## Given records
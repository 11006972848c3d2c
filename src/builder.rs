//! `with_payments` extension for plain `reqwest` clients and builders.
//!
//! ```rust,no_run
//! use alloy_signer_local::PrivateKeySigner;
//! use x402_interceptor::{ReqwestWithPayments, ReqwestWithPaymentsBuild, X402Client};
//!
//! let wallet: PrivateKeySigner = "0x...".parse().unwrap();
//! let http = reqwest::Client::new()
//!     .with_payments(X402Client::from_wallet(wallet))
//!     .build();
//! ```

use reqwest::{Client, ClientBuilder};
use reqwest_middleware as rqm;

use crate::client::X402Client;
use crate::hooks::PaymentHooks;
use crate::http_client::X402HttpClient;

pub trait ReqwestWithPayments<A> {
    fn with_payments(self, x402_client: X402Client) -> ReqwestWithPaymentsBuilder<A>;
}

impl ReqwestWithPayments<Client> for Client {
    fn with_payments(self, x402_client: X402Client) -> ReqwestWithPaymentsBuilder<Client> {
        ReqwestWithPaymentsBuilder {
            inner: self,
            x402_client,
        }
    }
}

impl ReqwestWithPayments<ClientBuilder> for ClientBuilder {
    fn with_payments(self, x402_client: X402Client) -> ReqwestWithPaymentsBuilder<ClientBuilder> {
        ReqwestWithPaymentsBuilder {
            inner: self,
            x402_client,
        }
    }
}

pub struct ReqwestWithPaymentsBuilder<A> {
    inner: A,
    x402_client: X402Client,
}

pub trait ReqwestWithPaymentsBuild {
    type BuildResult;
    type BuilderResult;

    /// A finished client whose paid resends go back through itself.
    fn build(self) -> Self::BuildResult;
    /// A middleware builder with payment hooks installed, open for more
    /// middleware. Paid resends go through the bare `reqwest` client.
    fn builder(self) -> Self::BuilderResult;
}

impl ReqwestWithPaymentsBuild for ReqwestWithPaymentsBuilder<Client> {
    type BuildResult = X402HttpClient;
    type BuilderResult = rqm::ClientBuilder;

    fn build(self) -> Self::BuildResult {
        X402HttpClient::with_client(self.inner, self.x402_client)
    }

    fn builder(self) -> Self::BuilderResult {
        let transport = rqm::ClientBuilder::new(self.inner.clone()).build();
        rqm::ClientBuilder::new(self.inner)
            .with(PaymentHooks::with_client(self.x402_client, transport))
    }
}

impl ReqwestWithPaymentsBuild for ReqwestWithPaymentsBuilder<ClientBuilder> {
    type BuildResult = Result<X402HttpClient, reqwest::Error>;
    type BuilderResult = Result<rqm::ClientBuilder, reqwest::Error>;

    fn build(self) -> Self::BuildResult {
        let client = self.inner.build()?;
        Ok(client.with_payments(self.x402_client).build())
    }

    fn builder(self) -> Self::BuilderResult {
        let client = self.inner.build()?;
        Ok(client.with_payments(self.x402_client).builder())
    }
}

#[cfg(test)]
mod tests {
    use super::*;
    use crate::proto::{PaymentRequirements, X402Version};
    use crate::signer::{PaymentSigner, SigningError};
    use async_trait::async_trait;
    use serde_json::json;
    use std::time::Duration;
    use wiremock::matchers::{header_exists, method};
    use wiremock::{Mock, MockServer, ResponseTemplate};

    struct StaticSigner;

    #[async_trait]
    impl PaymentSigner for StaticSigner {
        async fn create_payment_header(
            &self,
            _requirements: &PaymentRequirements,
            _x402_version: X402Version,
        ) -> Result<String, SigningError> {
            Ok("credential".to_string())
        }
    }

    async fn server() -> MockServer {
        let server = MockServer::start().await;
        Mock::given(method("GET"))
            .and(header_exists("X-Payment"))
            .respond_with(ResponseTemplate::new(200))
            .with_priority(1)
            .mount(&server)
            .await;
        Mock::given(method("GET"))
            .respond_with(ResponseTemplate::new(402).set_body_json(json!({
                "x402Version": 1,
                "accepts": [{
                    "scheme": "exact",
                    "network": "base",
                    "maxAmountRequired": "5",
                    "resource": server.uri(),
                    "payTo": "0x209693Bc6afc0C5328bA36FaF03C514EF312287C",
                    "maxTimeoutSeconds": 60,
                    "asset": "0x833589fCD6eDb6E08f4c7C32D4f71b54bdA02913"
                }]
            })))
            .mount(&server)
            .await;
        server
    }

    #[tokio::test]
    async fn client_builder_with_payments_builds() {
        let server = server().await;
        let http = ClientBuilder::new()
            .timeout(Duration::from_secs(5))
            .with_payments(X402Client::new(StaticSigner))
            .build()
            .unwrap();
        let response = http.get(server.uri()).send().await.unwrap();
        assert_eq!(response.status(), 200);
    }

    #[tokio::test]
    async fn builder_stays_open_for_more_middleware() {
        let server = server().await;
        let http = Client::new()
            .with_payments(X402Client::new(StaticSigner))
            .builder()
            .build();
        let response = http.get(server.uri()).send().await.unwrap();
        assert_eq!(response.status(), 200);
    }
}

## What this task involves
Show all of the lines above in which "through" is present.

## Problem solution
    /// A finished client whose paid resends go back through itself.
    /// middleware. Paid resends go through the bare `reqwest` client.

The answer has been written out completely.